How to come back after an injury. Having danced for most of my life, I’ve had the dis-pleasure of suffering a number of injuries. From a torn hamstring (which bothers me to this day), to broken toes which I never even knew were broken, to most recently, a torn calf muscle. I’ve managed to come back each time and the torn hamstring didn’t even slow me down for too long. I have, however, noticed that each time it’s harder to start again and not just from a physical point of view, but a mental one as well.
HOW TO COME BACK AFTER AN INJURY
Start slow. After you get the okay from your doctor or physio, it’s best to take it slow at first. By all means, do your workout, take your class or go for a run, but hold back just a bit. It’s okay to take it easy because you need to build up your strength and endurance. Most importantly, stick to your physiotherapy. While it might be tempting to just jump back in, there’s a reason why you have a program set up for you. There’s a very real science behind small movements and specific strength (or mobility) exercises.

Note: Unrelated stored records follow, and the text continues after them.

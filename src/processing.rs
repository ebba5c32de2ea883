use std::f64::consts::PI;
use std::sync::Arc;

use rustfft::{num_complex::Complex, Fft, FftPlanner};

type Complex32 = Complex<f32>;

pub(crate) const DB_EPSILON: f32 = 1e-9;

pub fn lin_to_db(value: f32) -> f32 {
    20.0 * value.max(DB_EPSILON).log10()
}

pub fn db_to_lin(db: f32) -> f64 {
    10f64.powf(db as f64 / 20.0)
}

/// Mean of a dB spectrum. `-inf` when empty.
pub fn average_db(spectrum_db: &[f32]) -> f64 {
    if spectrum_db.is_empty() {
        return f64::NEG_INFINITY;
    }
    spectrum_db.iter().map(|&v| v as f64).sum::<f64>() / spectrum_db.len() as f64
}

/// Rescales `values` onto `[0, 1]`. A flat or empty input maps to all zeros.
pub fn min_max_normalize(values: &[f64]) -> Vec<f64> {
    let (min, max) = values
        .iter()
        .filter(|v| v.is_finite())
        .fold((f64::INFINITY, f64::NEG_INFINITY), |(lo, hi), &v| {
            (lo.min(v), hi.max(v))
        });
    let range = max - min;
    if !range.is_finite() || range <= 0.0 {
        return vec![0.0; values.len()];
    }
    values
        .iter()
        .map(|&v| if v.is_finite() { (v - min) / range } else { 0.0 })
        .collect()
}

pub fn rms_level(x: &[f32]) -> f32 {
    if x.is_empty() {
        return 0.0;
    }
    let mut sum = 0.0f64;
    for &v in x {
        sum += (v as f64) * (v as f64);
    }
    let rms = (sum / x.len() as f64).sqrt();
    rms as f32
}

pub fn hamming_window(n: usize) -> Vec<f32> {
    if n < 2 {
        return vec![1.0; n];
    }
    let mut w = Vec::with_capacity(n);
    for i in 0..n {
        let val = 0.54 - 0.46 * ((2.0 * PI * i as f64) / (n as f64 - 1.0)).cos();
        w.push(val as f32);
    }
    w
}

/// Windowed FFT turning time-domain frames into dB magnitude spectra.
///
/// Produces `fft_size / 2` bins so that bin `i` sits at
/// `i * (sample_rate / 2) / bin_count`, the same layout live frames use.
pub struct SpectrumAnalyzer {
    fft_size: usize,
    pre_emphasis: f32,
    window: Vec<f32>,
    fft: Arc<dyn Fft<f32>>,
    fft_input: Vec<Complex32>,
}

impl SpectrumAnalyzer {
    pub fn new(fft_size: usize, pre_emphasis: f32) -> Self {
        let mut planner = FftPlanner::<f32>::new();
        let fft = planner.plan_fft_forward(fft_size);
        Self {
            fft_size,
            pre_emphasis,
            window: hamming_window(fft_size),
            fft,
            fft_input: vec![Complex32::new(0.0, 0.0); fft_size],
        }
    }

    pub fn fft_size(&self) -> usize {
        self.fft_size
    }

    pub fn bin_count(&self) -> usize {
        self.fft_size / 2
    }

    /// Frames shorter than `fft_size` are zero-padded.
    pub fn spectrum_db(&mut self, frame: &[f32]) -> Vec<f32> {
        let mut prev = frame.first().copied().unwrap_or(0.0);
        for (i, v) in self.fft_input.iter_mut().enumerate() {
            let sample = if i < frame.len() {
                let current = frame[i];
                // x[n] - k * x[n-1]
                let emphasized = if i == 0 {
                    current
                } else {
                    current - self.pre_emphasis * prev
                };
                prev = current;
                emphasized * self.window[i]
            } else {
                0.0
            };
            *v = Complex32::new(sample, 0.0);
        }
        self.fft.process(&mut self.fft_input);

        let scale = 1.0 / self.fft_size as f32;
        self.fft_input[..self.bin_count()]
            .iter()
            .map(|c| lin_to_db(c.norm() * scale))
            .collect()
    }
}

#[cfg(test)]
mod tests {
    use super::*;

    #[test]
    fn db_round_trip() {
        for db in [-80.0f32, -20.0, 0.0, 6.0] {
            let lin = db_to_lin(db);
            assert!((lin_to_db(lin as f32) - db).abs() < 1e-3);
        }
    }

    #[test]
    fn min_max_spans_unit_interval() {
        let out = min_max_normalize(&[2.0, 4.0, 3.0]);
        assert_eq!(out, vec![0.0, 1.0, 0.5]);
        assert_eq!(min_max_normalize(&[1.0, 1.0]), vec![0.0, 0.0]);
        assert!(min_max_normalize(&[]).is_empty());
    }

    #[test]
    fn rms_of_constant() {
        assert!((rms_level(&[0.5; 64]) - 0.5).abs() < 1e-6);
        assert_eq!(rms_level(&[]), 0.0);
    }

    #[test]
    fn analyzer_peaks_at_tone_bin() {
        let sample_rate = 16_000.0f32;
        let fft_size = 1024;
        let bin_hz = sample_rate / fft_size as f32;
        let tone = 40.0 * bin_hz;
        let frame: Vec<f32> = (0..fft_size)
            .map(|i| (2.0 * std::f32::consts::PI * tone * i as f32 / sample_rate).sin())
            .collect();
        let mut analyzer = SpectrumAnalyzer::new(fft_size, 0.0);
        let spectrum = analyzer.spectrum_db(&frame);
        assert_eq!(spectrum.len(), fft_size / 2);
        let (peak, _) = spectrum
            .iter()
            .enumerate()
            .fold((0, f32::NEG_INFINITY), |best, (i, &v)| {
                if v > best.1 {
                    (i, v)
                } else {
                    best
                }
            });
        assert_eq!(peak, 40);
    }
}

Know how it happened. Some injuries just happen, while others are caused by overuse or poor technique. For example, I was walking across the street and suddenly felt a pop in my calf muscle. I didn’t slip, I didn’t jump and nothing out of the ordinary happened. My hamstring injury, on the other hand, happened while I was dancing, right in the middle of a dynamic movement. When you take a moment to understand why it happened then you have a much better chance for a full recovery and to prevent further injuries.
Self-assessment. You know your body best and you are sure to notice some differences in movement patterns following an injury. Take note of these because you’ll have to also focus on healing the muscles that were overcompensating while you were injured. You will probably have to consciously stretch them out to help re-balance your body, while you work on strengthening the opposite (aka injured) side of your body.
Push through it without pushing. While you might feel like you’ve gone right back to the beginning, know that you haven’t. While it will take some time to get your body back to its pre-injury conditioning, the power of muscle memory will keep them from completely forgetting your sport. This is your perfect opportunity to focus on the why if your injury happened due to poor technique. When you are regaining your strength, make sure that you are balancing out your muscles, working both sides of the body evenly and strengthening the small supporting muscles, not just the big powerful ones.
Don’t let it stop you. For anyone who is very active, you already know that moving plays a huge part in keeping your stress levels under control and does wonders for your self-esteem. In fact, it’s often a big part of who you are. When an injury happens and you find yourself relegated to the couch, it’s important to recognize that you will go through an emotional roller coaster. Take this time to focus on everything you can do. During my recent calf injury I wasn’t able to walk very well, but I could stretch my other muscles, I could ride a stationary bike (on low resistance) and I could swim. While you should be resting, don’t stop moving altogether.
Injuries suck but they do happen and if you are active then it’s likely that you will at some point get injured. Whether it’s a minor injury (like mine, I was only out for 2 weeks) or a major one, the key is to not let it get you down. Instead, try to focus on accepting it and moving forward because the ultimate goal is to come back and be better than before!
Have you ever had an injury that has sidelined you?